Stored data entries
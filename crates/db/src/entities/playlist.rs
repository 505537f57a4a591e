//! Playlist entity - an ordered collection of videos curated by a user.

use sea_orm::entity::prelude::*;
use serde::{Deserialize, Serialize};

use super::IdList;
use crate::store::{CollectionName, Document};

#[derive(Clone, Debug, PartialEq, Eq, DeriveEntityModel, Serialize, Deserialize)]
#[sea_orm(table_name = "playlist")]
pub struct Model {
    #[sea_orm(primary_key, auto_increment = false)]
    pub id: String,

    /// User who created the playlist.
    pub owner_id: String,

    pub name: String,

    #[sea_orm(column_type = "Text")]
    pub description: String,

    /// Video IDs in display order; no duplicates.
    #[sea_orm(column_type = "JsonBinary")]
    pub videos: IdList,

    pub created_at: DateTimeWithTimeZone,

    pub updated_at: DateTimeWithTimeZone,
}

#[derive(Copy, Clone, Debug, EnumIter, DeriveRelation)]
pub enum Relation {
    #[sea_orm(
        belongs_to = "super::user::Entity",
        from = "Column::OwnerId",
        to = "super::user::Column::Id"
    )]
    Owner,
}

impl Related<super::user::Entity> for Entity {
    fn to() -> RelationDef {
        Relation::Owner.def()
    }
}

impl ActiveModelBehavior for ActiveModel {}

impl Document for Model {
    const COLLECTION: CollectionName = CollectionName::Playlists;

    fn id(&self) -> &str {
        &self.id
    }

    fn stamp_created(&mut self, now: DateTimeWithTimeZone) {
        self.created_at = now;
        self.updated_at = now;
    }
}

Aim of the task: Lines from the one containing "const COLLECTION: CollectionName" through the last line of the records, restated word for word: that is the whole response.

The answer:
    const COLLECTION: CollectionName = CollectionName::Playlists;

    fn id(&self) -> &str {
        &self.id
    }

    fn stamp_created(&mut self, now: DateTimeWithTimeZone) {
        self.created_at = now;
        self.updated_at = now;
    }
}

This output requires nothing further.